*What needs to be done*. Where does the string "NonAnonymous" occur in the records? Copy each line that holds it.

*Entries supplied*.
----

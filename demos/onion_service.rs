//! Example: Create an onion service
//!
//! Maps virtual port 80 to 127.0.0.1:8080. If a key file is given and
//! exists, its `<type>:<key>` content is reused so the address stays the
//! same across runs; otherwise a new key is generated and written there.
//!
//! Run with: cargo run --example onion_service -- [KEYFILE]

use onion_control::{Controller, ControllerConfig, KeyRequest, KeyType, Onion, PrivateKey, Result};
use std::path::PathBuf;
use tracing_subscriber::EnvFilter;

#[tokio::main]
async fn main() -> Result<()> {
    tracing_subscriber::fmt()
        .with_env_filter(EnvFilter::from_default_env())
        .init();

    let key_file = std::env::args().nth(1).map(PathBuf::from);

    let mut onion = Onion::new()
        .port(80, "127.0.0.1:8080")
        .key_request(KeyRequest::Specific(KeyType::Ed25519V3));

    if let Some(path) = key_file.as_ref().filter(|p| p.exists()) {
        let key: PrivateKey = tokio::fs::read_to_string(path).await?.parse()?;
        println!("Using {} key from {}", key.key_type(), path.display());
        onion = onion.key(key);
    }

    let config = ControllerConfig::from_env()?;
    let controller = Controller::connect_with_config(&config).await?;
    println!("Connected and authenticated!\n");

    controller.add_onion(&mut onion).await?;
    if let Some(address) = onion.address() {
        println!("Onion service created!");
        println!("  URL: http://{}", address);
    }

    if let (Some(path), Some(key)) = (key_file.as_ref(), onion.private_key.as_ref()) {
        if !path.exists() {
            tokio::fs::write(path, key.to_string()).await?;
            println!("  Key saved to {}", path.display());
        }
    }

    println!("\nMake sure you have a web server running on 127.0.0.1:8080");
    println!("Press Ctrl-C to delete the service and exit...");
    let _ = tokio::signal::ctrl_c().await;

    controller.remove_onion(&onion).await?;
    println!("Onion service deleted.");

    controller.close().await
}
//! Ephemeral onion service model.
//!
//! An [`Onion`] is built client-side with a port mapping and, optionally, a
//! private key. Adding it through the controller fills in the service
//! identifier and, when the daemon generated the key, the key itself.

use crate::error::{ControlError, Result};
use crate::protocol::{format_command, Reply};
use crate::types::OnionAddress;
use std::collections::BTreeMap;
use std::fmt;
use std::str::FromStr;

/// Concrete private key algorithms.
#[derive(Debug, Clone, Copy, PartialEq, Eq, Hash)]
pub enum KeyType {
    /// Legacy 1024-bit RSA key (16-character addresses).
    Rsa1024,
    /// Ed25519 key (56-character addresses).
    Ed25519V3,
}

impl KeyType {
    /// The key type tag as used on the wire.
    pub fn as_str(&self) -> &'static str {
        match self {
            KeyType::Rsa1024 => "RSA1024",
            KeyType::Ed25519V3 => "ED25519-V3",
        }
    }
}

impl fmt::Display for KeyType {
    fn fmt(&self, f: &mut fmt::Formatter<'_>) -> fmt::Result {
        f.write_str(self.as_str())
    }
}

impl FromStr for KeyType {
    type Err = ControlError;

    fn from_str(s: &str) -> Result<Self> {
        match s {
            "RSA1024" => Ok(KeyType::Rsa1024),
            "ED25519-V3" => Ok(KeyType::Ed25519V3),
            "NEW" | "BEST" => Err(ControlError::KeyFormat(format!(
                "'{}' requests key generation and is not a key type",
                s
            ))),
            _ => Err(ControlError::KeyFormat(format!("Unknown key type: '{}'", s))),
        }
    }
}

/// Algorithm requested from the daemon when it generates the key.
#[derive(Debug, Clone, Copy, PartialEq, Eq, Default)]
pub enum KeyRequest {
    /// Let the daemon pick its preferred algorithm.
    #[default]
    Best,
    /// Ask for a specific algorithm.
    Specific(KeyType),
}

impl KeyRequest {
    /// The argument following `NEW:`.
    pub fn as_str(&self) -> &'static str {
        match self {
            KeyRequest::Best => "BEST",
            KeyRequest::Specific(key_type) => key_type.as_str(),
        }
    }
}

/// A private key in the daemon's textual form, `<type>:<blob>`.
///
/// This is also the format of key files: split at the first colon, the left
/// side must name a concrete [`KeyType`].
#[derive(Clone, PartialEq, Eq)]
pub struct PrivateKey {
    key_type: KeyType,
    blob: String,
}

impl PrivateKey {
    /// Create a key from its type and opaque blob.
    pub fn new(key_type: KeyType, blob: impl Into<String>) -> Result<Self> {
        let blob = blob.into();
        if blob.is_empty() {
            return Err(ControlError::KeyFormat("Empty key blob".to_string()));
        }
        if blob.contains(|c: char| c.is_whitespace()) {
            return Err(ControlError::KeyFormat(
                "Key blob contains whitespace".to_string(),
            ));
        }
        Ok(PrivateKey { key_type, blob })
    }

    /// The algorithm that produced this key.
    pub fn key_type(&self) -> KeyType {
        self.key_type
    }

    /// The opaque secret payload.
    pub fn blob(&self) -> &str {
        &self.blob
    }
}

impl FromStr for PrivateKey {
    type Err = ControlError;

    fn from_str(s: &str) -> Result<Self> {
        let (key_type, blob) = s.trim().split_once(':').ok_or_else(|| {
            ControlError::KeyFormat("Expected '<keytype>:<key>'".to_string())
        })?;
        PrivateKey::new(key_type.parse()?, blob)
    }
}

impl fmt::Display for PrivateKey {
    fn fmt(&self, f: &mut fmt::Formatter<'_>) -> fmt::Result {
        write!(f, "{}:{}", self.key_type, self.blob)
    }
}

impl fmt::Debug for PrivateKey {
    fn fmt(&self, f: &mut fmt::Formatter<'_>) -> fmt::Result {
        write!(f, "PrivateKey({}:<redacted>)", self.key_type)
    }
}

/// Flags accepted by ADD_ONION.
#[derive(Debug, Clone, Copy, PartialEq, Eq)]
pub enum OnionFlag {
    /// Do not return the generated private key.
    DiscardPk,
    /// Keep the service after the control connection closes.
    Detach,
    /// Single-hop (non-anonymous) service.
    NonAnonymous,
    /// Close the circuit when the stream limit is exceeded.
    MaxStreamsCloseCircuit,
}

impl OnionFlag {
    /// The flag name as used on the wire.
    pub fn as_str(&self) -> &'static str {
        match self {
            OnionFlag::DiscardPk => "DiscardPK",
            OnionFlag::Detach => "Detach",
            OnionFlag::NonAnonymous => "NonAnonymous",
            OnionFlag::MaxStreamsCloseCircuit => "MaxStreamsCloseCircuit",
        }
    }
}

/// One hidden service.
#[derive(Debug, Clone, Default, PartialEq, Eq)]
pub struct Onion {
    /// Virtual port to local target (`address:port`). Iteration order is
    /// ascending by virtual port.
    pub ports: BTreeMap<u16, String>,
    /// Service identifier, without the `.onion` suffix.
    pub service_id: Option<String>,
    /// Key used for the service; `None` asks the daemon to generate one.
    pub private_key: Option<PrivateKey>,
    /// Algorithm to request when the daemon generates the key.
    pub key_request: KeyRequest,
    /// Extra ADD_ONION flags.
    pub flags: Vec<OnionFlag>,
}

impl Onion {
    /// Create an onion with no ports and a daemon-generated key.
    pub fn new() -> Self {
        Self::default()
    }

    /// Create an onion from a port mapping.
    pub fn with_ports<I, S>(ports: I) -> Self
    where
        I: IntoIterator<Item = (u16, S)>,
        S: Into<String>,
    {
        Onion {
            ports: ports.into_iter().map(|(p, t)| (p, t.into())).collect(),
            ..Default::default()
        }
    }

    /// Map a virtual port to a local target.
    pub fn port(mut self, virtual_port: u16, target: impl Into<String>) -> Self {
        self.ports.insert(virtual_port, target.into());
        self
    }

    /// Use an existing private key.
    pub fn key(mut self, key: PrivateKey) -> Self {
        self.private_key = Some(key);
        self
    }

    /// Request a specific algorithm for a generated key.
    pub fn key_request(mut self, request: KeyRequest) -> Self {
        self.key_request = request;
        self
    }

    /// Add an ADD_ONION flag.
    pub fn flag(mut self, flag: OnionFlag) -> Self {
        if !self.flags.contains(&flag) {
            self.flags.push(flag);
        }
        self
    }

    /// The display address, if the service identifier is known.
    pub fn address(&self) -> Option<OnionAddress> {
        self.service_id.as_deref().map(OnionAddress::new)
    }

    /// The key argument of ADD_ONION: `NEW:<algorithm>` or `<type>:<blob>`.
    pub fn key_spec(&self) -> String {
        match &self.private_key {
            Some(key) => key.to_string(),
            None => format!("NEW:{}", self.key_request.as_str()),
        }
    }

    /// Build the ADD_ONION command line.
    ///
    /// Port clauses are emitted in ascending virtual-port order so that
    /// equivalent mappings always produce the same command text.
    pub fn add_command(&self) -> Result<String> {
        if self.ports.is_empty() {
            return Err(ControlError::InvalidArgument(
                "Onion has no port mappings".to_string(),
            ));
        }

        let mut args = vec![self.key_spec()];

        if !self.flags.is_empty() {
            let flags: Vec<&str> = self.flags.iter().map(OnionFlag::as_str).collect();
            args.push(format!("Flags={}", flags.join(",")));
        }

        for (virtual_port, target) in &self.ports {
            if *virtual_port == 0 {
                return Err(ControlError::InvalidArgument(
                    "Virtual port must be positive".to_string(),
                ));
            }
            if target.is_empty() || target.contains(char::is_whitespace) {
                return Err(ControlError::InvalidArgument(format!(
                    "Invalid target for port {}: '{}'",
                    virtual_port, target
                )));
            }
            args.push(format!("Port={},{}", virtual_port, target));
        }

        let arg_refs: Vec<&str> = args.iter().map(String::as_str).collect();
        Ok(format_command("ADD_ONION", &arg_refs))
    }

    /// Fill in the service identifier and generated key from a successful
    /// ADD_ONION reply.
    ///
    /// `ServiceID=` is mandatory. `PrivateKey=` only appears when the daemon
    /// generated a key it was allowed to disclose; when it is absent the key
    /// fields are left unset. On error the onion is left untouched.
    pub fn apply_add_reply(&mut self, reply: &Reply) -> Result<()> {
        let mut service_id = None;
        let mut private_key = None;

        for line in &reply.lines {
            if let Some(id) = line.text.strip_prefix("ServiceID=") {
                if id.is_empty() {
                    return Err(ControlError::Protocol("Empty ServiceID in reply".to_string()));
                }
                service_id = Some(id.to_string());
            } else if let Some(key) = line.text.strip_prefix("PrivateKey=") {
                let key: PrivateKey = key.parse().map_err(|e| {
                    ControlError::Protocol(format!("Invalid PrivateKey in reply: {}", e))
                })?;
                private_key = Some(key);
            }
        }

        let service_id = service_id.ok_or_else(|| {
            ControlError::Protocol("ADD_ONION reply is missing ServiceID".to_string())
        })?;

        self.service_id = Some(service_id);
        if self.private_key.is_none() {
            self.private_key = private_key;
        }
        Ok(())
    }

    /// Build the DEL_ONION command line.
    pub fn remove_command(&self) -> Result<String> {
        let service_id = self.service_id.as_deref().ok_or_else(|| {
            ControlError::InvalidArgument("Onion has no ServiceID".to_string())
        })?;
        delete_command(service_id)
    }
}

/// Build a DEL_ONION command line for a service identifier.
pub fn delete_command(service_id: &str) -> Result<String> {
    if service_id.is_empty() || !service_id.chars().all(|c| c.is_ascii_alphanumeric()) {
        return Err(ControlError::InvalidArgument(format!(
            "Invalid ServiceID: '{}'",
            service_id
        )));
    }
    Ok(format_command("DEL_ONION", &[service_id]))
}
/// Parse a quoted string at the start of `s`, returning the decoded value and
/// the remaining input.
fn parse_quoted_string(s: &str) -> Result<(String, &str)> {
    let body = s
        .strip_prefix('"')
        .ok_or_else(|| ControlError::Protocol(format!("Expected quoted string: '{}'", s)))?;

    let mut bytes = Vec::with_capacity(body.len());
    let mut iter = body.char_indices();

    while let Some((idx, c)) = iter.next() {
        match c {
            '"' => {
                let value = String::from_utf8(bytes).map_err(|_| {
                    ControlError::Protocol(format!("Quoted string is not UTF-8: '{}'", s))
                })?;
                return Ok((value, &body[idx + 1..]));
            }
            '\\' => {
                let (_, next) = iter.next().ok_or_else(|| {
                    ControlError::Protocol(format!("Unterminated escape in: '{}'", s))
                })?;
                match next {
                    'n' => bytes.push(b'\n'),
                    'r' => bytes.push(b'\r'),
                    't' => bytes.push(b'\t'),
                    '0'..='7' => {
                        // Octal escape of up to three digits.
                        let mut value = next as u32 - '0' as u32;
                        for _ in 0..2 {
                            match iter.clone().next() {
                                Some((_, d @ '0'..='7')) => {
                                    value = value * 8 + (d as u32 - '0' as u32);
                                    iter.next();
                                }
                                _ => break,
                            }
                        }
                        let byte = u8::try_from(value).map_err(|_| {
                            ControlError::Protocol(format!("Octal escape out of range in: '{}'", s))
                        })?;
                        bytes.push(byte);
                    }
                    other => push_char(&mut bytes, other),
                }
            }
            other => push_char(&mut bytes, other),
        }
    }

    Err(ControlError::Protocol(format!(
        "Unterminated quoted string: '{}'",
        s
    )))
}

fn push_char(bytes: &mut Vec<u8>, c: char) {
    let mut buf = [0u8; 4];
    bytes.extend_from_slice(c.encode_utf8(&mut buf).as_bytes());
}

/// Parse space-separated `KEY=value` pairs, where values may be quoted.
///
/// Bare words without `=` are skipped.
pub fn parse_key_value_pairs(text: &str) -> Result<HashMap<String, String>> {
    let mut result = HashMap::new();
    let mut remaining = text.trim_start();

    while !remaining.is_empty() {
        let word_end = remaining.find(' ').unwrap_or(remaining.len());
        let eq = match remaining[..word_end].find('=') {
            Some(eq) => eq,
            None => {
                remaining = remaining[word_end..].trim_start();
                continue;
            }
        };

        let key = remaining[..eq].to_string();
        let after = &remaining[eq + 1..];

        let (value, rest) = if after.starts_with('"') {
            parse_quoted_string(after)?
        } else {
            let end = after.find(' ').unwrap_or(after.len());
            (after[..end].to_string(), &after[end..])
        };

        result.insert(key, value);
        remaining = rest.trim_start();
    }

    Ok(result)
}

----

*Response for this exercise*.
    NonAnonymous,
            OnionFlag::NonAnonymous => "NonAnonymous",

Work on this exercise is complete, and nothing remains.